Records for this task —
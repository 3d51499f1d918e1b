use std::path::PathBuf;

use chrono::{Duration, NaiveDate};
use humantime::parse_duration;
use structopt::StructOpt;

use crate::error::{Result, TodoError};

pub const USAGE: &str = "Usage: todo <command> [arguments]\n\
                         Commands: list, add \"task\", done <number>, delete <number>";

const MISSING_DESCRIPTION: &str = "Please enter a description for the task to add.";
const MISSING_DONE_NUMBER: &str = "Please enter the number of the task to complete.";
const MISSING_DELETE_NUMBER: &str = "Please enter the number of the task to delete.";

const SECONDS_PER_DAY: u64 = 24 * 60 * 60;
// Anything past this lands after year 9999 and can not be saved anyway.
const MAX_DAYS_AHEAD: u64 = 3_660_000;

#[derive(Debug, StructOpt)]
pub enum Command {
    /// Show every task with its number.
    List,
    /// Add a new task.
    Add {
        /// The task description text.
        description: Vec<String>,

        /// Due date (YYYY-MM-DD).
        #[structopt(long)]
        due: Option<String>,

        /// Due date relative to today, e.g. "3days" or "2weeks".
        #[structopt(long = "in")]
        due_in: Option<String>,
    },
    /// Mark a task as done.
    Done {
        #[structopt(allow_hyphen_values = true)]
        number: Option<String>,
    },
    /// Remove a task by number.
    Delete {
        #[structopt(allow_hyphen_values = true)]
        number: Option<String>,
    },
    #[structopt(external_subcommand)]
    Other(Vec<String>),
}

#[derive(Debug, StructOpt)]
#[structopt(name = "todo", about = "A minimal to-do list kept in a text file.")]
pub struct CommandLineArgs {
    #[structopt(subcommand)]
    pub action: Option<Command>,

    /// Use a different tasks file. Defaults to tasks.txt in the user data
    /// directory; a tasks.txt in the working directory is not picked up.
    #[structopt(parse(from_os_str), short = "f", long = "file")]
    pub tasks_file: Option<PathBuf>,
}

/// A command with its arguments checked, ready to run against the task list.
#[derive(Debug, PartialEq, Eq)]
pub enum Request {
    List,
    Add(String),
    AddDated(String, NaiveDate),
    Complete(usize),
    Delete(usize),
}

impl Command {
    /// Validate the raw arguments. `today` anchors relative due dates.
    pub fn into_request(self, today: NaiveDate) -> Result<Request> {
        match self {
            Command::List => Ok(Request::List),
            Command::Add {
                description,
                due,
                due_in,
            } => {
                let description = description.join(" ");
                if description.trim().is_empty() {
                    return Err(TodoError::MissingArgument(MISSING_DESCRIPTION));
                }
                match (due, due_in) {
                    (None, None) => Ok(Request::Add(description)),
                    (Some(due), None) => Ok(Request::AddDated(description, parse_date(&due)?)),
                    (None, Some(due_in)) => Ok(Request::AddDated(
                        description,
                        date_in(today, &due_in)?,
                    )),
                    (Some(_), Some(_)) => Err(TodoError::invalid_input(
                        "use either --due or --in, not both",
                    )),
                }
            }
            Command::Done { number } => {
                let number = number.ok_or(TodoError::MissingArgument(MISSING_DONE_NUMBER))?;
                Ok(Request::Complete(parse_number(&number)?))
            }
            Command::Delete { number } => {
                let number = number.ok_or(TodoError::MissingArgument(MISSING_DELETE_NUMBER))?;
                Ok(Request::Delete(parse_number(&number)?))
            }
            Command::Other(args) => Err(TodoError::UnknownCommand(
                args.into_iter().next().unwrap_or_default(),
            )),
        }
    }
}

fn parse_number(text: &str) -> Result<usize> {
    text.trim()
        .parse::<usize>()
        .map_err(|_| TodoError::invalid_input(format!("'{}' is not a task number", text)))
}

fn parse_date(text: &str) -> Result<NaiveDate> {
    NaiveDate::parse_from_str(text.trim(), "%Y-%m-%d")
        .map_err(|_| TodoError::invalid_input(format!("'{}' is not a date (YYYY-MM-DD)", text)))
}

/// Today plus a human readable duration, counted in whole days.
fn date_in(today: NaiveDate, text: &str) -> Result<NaiveDate> {
    let invalid = || TodoError::invalid_input(format!("'{}' is not a usable duration", text));
    let days = parse_duration(text).map_err(|_| invalid())?.as_secs() / SECONDS_PER_DAY;
    if days > MAX_DAYS_AHEAD {
        return Err(invalid());
    }
    today
        .checked_add_signed(Duration::days(days as i64))
        .ok_or_else(invalid)
}
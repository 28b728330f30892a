//! Country life-expectancy table with exact-match lookup
//!
//! The table preserves source row order: if a country appears twice the
//! first row wins, matching the behavior of the original data set.

use crate::profile::Gender;
use serde::{Deserialize, Serialize};

/// One row of the expectancy table: country name plus expected lifespan
/// at birth in years, by gender
#[derive(Debug, Clone, PartialEq, Serialize, Deserialize)]
pub struct CountryRow {
    pub name: String,
    pub male: f64,
    pub female: f64,
}

impl CountryRow {
    pub fn new(name: impl Into<String>, male: f64, female: f64) -> Self {
        Self {
            name: name.into(),
            male,
            female,
        }
    }

    /// Expectancy value for the given gender
    pub fn expectancy(&self, gender: Gender) -> f64 {
        match gender {
            Gender::Male => self.male,
            Gender::Female => self.female,
        }
    }
}

/// Immutable country -> (male, female) expectancy mapping
///
/// Loaded once at startup and shared read-only across requests.
#[derive(Debug, Clone, Default)]
pub struct ExpectancyTable {
    rows: Vec<CountryRow>,
}

impl ExpectancyTable {
    pub fn new(rows: Vec<CountryRow>) -> Self {
        Self { rows }
    }

    /// Look up the tabulated expectancy for a country and gender
    ///
    /// Exact, case-sensitive match on the country name; no normalization.
    /// Returns `None` when the country is absent, so callers can tell
    /// "no data" apart from a zero-year expectancy.
    pub fn lookup(&self, country: &str, gender: Gender) -> Option<f64> {
        self.rows
            .iter()
            .find(|row| row.name == country)
            .map(|row| row.expectancy(gender))
    }

    pub fn contains(&self, country: &str) -> bool {
        self.rows.iter().any(|row| row.name == country)
    }

    /// Country names in table order
    pub fn countries(&self) -> impl Iterator<Item = &str> {
        self.rows.iter().map(|row| row.name.as_str())
    }

    pub fn rows(&self) -> &[CountryRow] {
        &self.rows
    }

    pub fn len(&self) -> usize {
        self.rows.len()
    }

    pub fn is_empty(&self) -> bool {
        self.rows.is_empty()
    }

    /// Built-in 2021 life expectancy table
    ///
    /// Covers the countries shipped with the original data file so the
    /// calculator works without any external CSV.
    pub fn builtin_2021() -> Self {
        Self::new(
            BUILTIN_2021
                .iter()
                .map(|&(name, male, female)| CountryRow::new(name, male, female))
                .collect(),
        )
    }
}

/// 2021 expectancy at birth (male, female), in years
const BUILTIN_2021: &[(&str, f64, f64)] = &[
    ("Afghanistan", 60.0, 64.7),
    ("Argentina", 72.5, 79.0),
    ("Australia", 81.3, 85.4),
    ("Austria", 78.8, 83.7),
    ("Bangladesh", 70.6, 74.3),
    ("Belgium", 79.2, 84.0),
    ("Brazil", 69.3, 76.7),
    ("Canada", 79.8, 84.1),
    ("Chile", 75.5, 81.2),
    ("China", 74.9, 80.5),
    ("Colombia", 70.1, 77.4),
    ("Czechia", 74.2, 80.6),
    ("Denmark", 79.5, 83.3),
    ("Egypt", 67.9, 72.6),
    ("Ethiopia", 63.0, 67.2),
    ("Finland", 79.2, 84.8),
    ("France", 79.3, 85.5),
    ("Germany", 78.1, 83.1),
    ("Greece", 77.9, 83.2),
    ("Hungary", 70.9, 77.9),
    ("India", 66.2, 69.0),
    ("Indonesia", 66.2, 70.4),
    ("Iran", 71.6, 76.0),
    ("Iraq", 67.8, 72.1),
    ("Ireland", 80.6, 84.3),
    ("Israel", 80.8, 84.6),
    ("Italy", 80.3, 84.9),
    ("Japan", 81.5, 87.6),
    ("Kenya", 59.4, 65.4),
    ("Mexico", 67.3, 74.5),
    ("Morocco", 71.7, 75.2),
    ("Netherlands", 79.9, 83.2),
    ("New Zealand", 80.5, 84.0),
    ("Nigeria", 52.5, 54.3),
    ("Norway", 81.6, 84.9),
    ("Pakistan", 64.4, 68.3),
    ("Peru", 69.9, 75.3),
    ("Philippines", 66.7, 72.7),
    ("Poland", 72.5, 80.1),
    ("Portugal", 78.1, 84.2),
    ("Romania", 70.1, 77.5),
    ("Russia", 64.2, 74.8),
    ("Saudi Arabia", 73.8, 76.8),
    ("Singapore", 80.7, 85.2),
    ("South Africa", 59.3, 64.9),
    ("South Korea", 80.6, 86.6),
    ("Spain", 80.3, 86.1),
    ("Sweden", 81.2, 84.8),
    ("Switzerland", 81.9, 85.7),
    ("Thailand", 74.4, 81.0),
    ("Turkey", 73.0, 78.6),
    ("Ukraine", 66.9, 76.2),
    ("United Arab Emirates", 77.5, 80.2),
    ("United Kingdom", 78.7, 82.8),
    ("United States", 73.5, 79.3),
    ("Vietnam", 69.6, 78.1),
];

#[cfg(test)]
mod tests {
    use super::*;

    fn small_table() -> ExpectancyTable {
        ExpectancyTable::new(vec![
            CountryRow::new("Japan", 81.5, 87.6),
            CountryRow::new("Nowhere", 0.0, 0.0),
            CountryRow::new("Japan", 50.0, 50.0), // duplicate, must never win
        ])
    }

    #[test]
    fn test_lookup_returns_column_value() {
        let table = small_table();
        assert_eq!(table.lookup("Japan", Gender::Male), Some(81.5));
        assert_eq!(table.lookup("Japan", Gender::Female), Some(87.6));
    }

    #[test]
    fn test_lookup_miss() {
        let table = small_table();
        assert_eq!(table.lookup("Atlantis", Gender::Male), None);
        assert_eq!(table.lookup("Atlantis", Gender::Female), None);
    }

    #[test]
    fn test_zero_expectancy_is_not_a_miss() {
        let table = small_table();
        assert_eq!(table.lookup("Nowhere", Gender::Male), Some(0.0));
    }

    #[test]
    fn test_duplicate_country_first_match_wins() {
        let table = small_table();
        assert_eq!(table.lookup("Japan", Gender::Male), Some(81.5));
    }

    #[test]
    fn test_lookup_is_case_sensitive() {
        let table = small_table();
        assert_eq!(table.lookup("japan", Gender::Male), None);
    }

    #[test]
    fn test_builtin_table() {
        let table = ExpectancyTable::builtin_2021();
        assert!(table.len() > 50);
        assert!(table.contains("United States"));

        // Female expectancy exceeds male for every built-in row
        for row in table.rows() {
            assert!(
                row.female >= row.male,
                "{}: female {} < male {}",
                row.name,
                row.female,
                row.male
            );
        }
    }
}
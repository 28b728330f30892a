//! User profile data structures for a single calculation request

use serde::{Deserialize, Serialize};
use std::fmt;

/// Gender used for the expectancy table lookup
#[derive(Debug, Clone, Copy, PartialEq, Eq, Serialize, Deserialize)]
pub enum Gender {
    Male,
    Female,
}

impl Gender {
    pub fn as_str(&self) -> &'static str {
        match self {
            Gender::Male => "Male",
            Gender::Female => "Female",
        }
    }

    /// Parse from the string form used in CSV files and CLI arguments
    pub fn parse(s: &str) -> Option<Self> {
        match s {
            "Male" => Some(Gender::Male),
            "Female" => Some(Gender::Female),
            _ => None,
        }
    }
}

impl fmt::Display for Gender {
    fn fmt(&self, f: &mut fmt::Formatter<'_>) -> fmt::Result {
        f.write_str(self.as_str())
    }
}

/// Social media platforms offered by the input form
#[derive(Debug, Clone, Copy, PartialEq, Eq, Serialize, Deserialize)]
pub enum Platform {
    Facebook,
    Instagram,
    TikTok,
    Twitter,
    Snapchat,
    LinkedIn,
    YouTube,
    Reddit,
}

impl Platform {
    /// All platforms the form can offer, in display order
    pub const ALL: [Platform; 8] = [
        Platform::Facebook,
        Platform::Instagram,
        Platform::TikTok,
        Platform::Twitter,
        Platform::Snapchat,
        Platform::LinkedIn,
        Platform::YouTube,
        Platform::Reddit,
    ];

    pub fn as_str(&self) -> &'static str {
        match self {
            Platform::Facebook => "Facebook",
            Platform::Instagram => "Instagram",
            Platform::TikTok => "TikTok",
            Platform::Twitter => "Twitter",
            Platform::Snapchat => "Snapchat",
            Platform::LinkedIn => "LinkedIn",
            Platform::YouTube => "YouTube",
            Platform::Reddit => "Reddit",
        }
    }

    pub fn parse(s: &str) -> Option<Self> {
        Self::ALL.iter().copied().find(|p| p.as_str() == s)
    }
}

impl fmt::Display for Platform {
    fn fmt(&self, f: &mut fmt::Formatter<'_>) -> fmt::Result {
        f.write_str(self.as_str())
    }
}

/// Self-reported daily social media usage
///
/// The form collects minutes per platform; batch inputs only carry a
/// pre-summed daily total. The calculator only ever needs the total.
#[derive(Debug, Clone, PartialEq, Serialize, Deserialize)]
pub enum DailyUsage {
    /// Minutes per platform, summed on demand
    PerPlatform(Vec<(Platform, f64)>),
    /// A single pre-summed daily total in minutes
    Total(f64),
}

impl DailyUsage {
    /// Total daily minutes across all platforms
    pub fn total_minutes(&self) -> f64 {
        match self {
            DailyUsage::PerPlatform(entries) => entries.iter().map(|(_, m)| m).sum(),
            DailyUsage::Total(minutes) => *minutes,
        }
    }

    /// True if any reported per-platform or total value is negative
    pub fn has_negative_entry(&self) -> bool {
        match self {
            DailyUsage::PerPlatform(entries) => entries.iter().any(|(_, m)| *m < 0.0),
            DailyUsage::Total(minutes) => *minutes < 0.0,
        }
    }
}

/// A single user's demographic profile and usage report
///
/// Lives only for the duration of one calculation request.
#[derive(Debug, Clone, PartialEq, Serialize, Deserialize)]
pub struct UserProfile {
    /// Country name; must exactly match a row in the expectancy table
    pub country: String,

    /// Gender for the expectancy lookup
    pub gender: Gender,

    /// Current age in whole years
    pub age: u8,

    /// Calendar year the user started using social media
    pub start_year: i32,

    /// Self-reported daily usage
    pub usage: DailyUsage,
}

impl UserProfile {
    pub fn new(
        country: impl Into<String>,
        gender: Gender,
        age: u8,
        start_year: i32,
        usage: DailyUsage,
    ) -> Self {
        Self {
            country: country.into(),
            gender,
            age,
            start_year,
            usage,
        }
    }

    /// Total daily usage in minutes across all platforms
    pub fn total_daily_minutes(&self) -> f64 {
        self.usage.total_minutes()
    }
}

#[cfg(test)]
mod tests {
    use super::*;

    #[test]
    fn test_usage_total() {
        let usage = DailyUsage::PerPlatform(vec![
            (Platform::Facebook, 30.0),
            (Platform::Instagram, 45.0),
            (Platform::YouTube, 15.0),
        ]);
        assert!((usage.total_minutes() - 90.0).abs() < 1e-12);

        let total = DailyUsage::Total(120.0);
        assert!((total.total_minutes() - 120.0).abs() < 1e-12);
    }

    #[test]
    fn test_empty_usage_is_zero() {
        let usage = DailyUsage::PerPlatform(vec![]);
        assert_eq!(usage.total_minutes(), 0.0);
    }

    #[test]
    fn test_negative_entry_detection() {
        let usage = DailyUsage::PerPlatform(vec![(Platform::Reddit, -10.0)]);
        assert!(usage.has_negative_entry());
        assert!(!DailyUsage::Total(0.0).has_negative_entry());
    }

    #[test]
    fn test_gender_parse_roundtrip() {
        assert_eq!(Gender::parse("Male"), Some(Gender::Male));
        assert_eq!(Gender::parse("Female"), Some(Gender::Female));
        assert_eq!(Gender::parse("male"), None); // case-sensitive, like the table
    }

    #[test]
    fn test_platform_parse() {
        for p in Platform::ALL {
            assert_eq!(Platform::parse(p.as_str()), Some(p));
        }
        assert_eq!(Platform::parse("MySpace"), None);
    }
}
//! Life expectancy data: country/gender table and CSV loading

mod table;
pub mod loader;

pub use loader::{load_default_table, load_table, load_table_from_reader, DEFAULT_TABLE_PATH};
pub use table::{CountryRow, ExpectancyTable};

Requirement —
Up to and including the line with "const MISSING_DONE_NUMBER: &str", restate the records above word for word from the very first line.

Result of this task —
repository 3d51499f1d918e1b
use std::path::PathBuf;

use chrono::{Duration, NaiveDate};
use humantime::parse_duration;
use structopt::StructOpt;

use crate::error::{Result, TodoError};

pub const USAGE: &str = "Usage: todo <command> [arguments]\n\
                         Commands: list, add \"task\", done <number>, delete <number>";

const MISSING_DESCRIPTION: &str = "Please enter a description for the task to add.";
const MISSING_DONE_NUMBER: &str = "Please enter the number of the task to complete.";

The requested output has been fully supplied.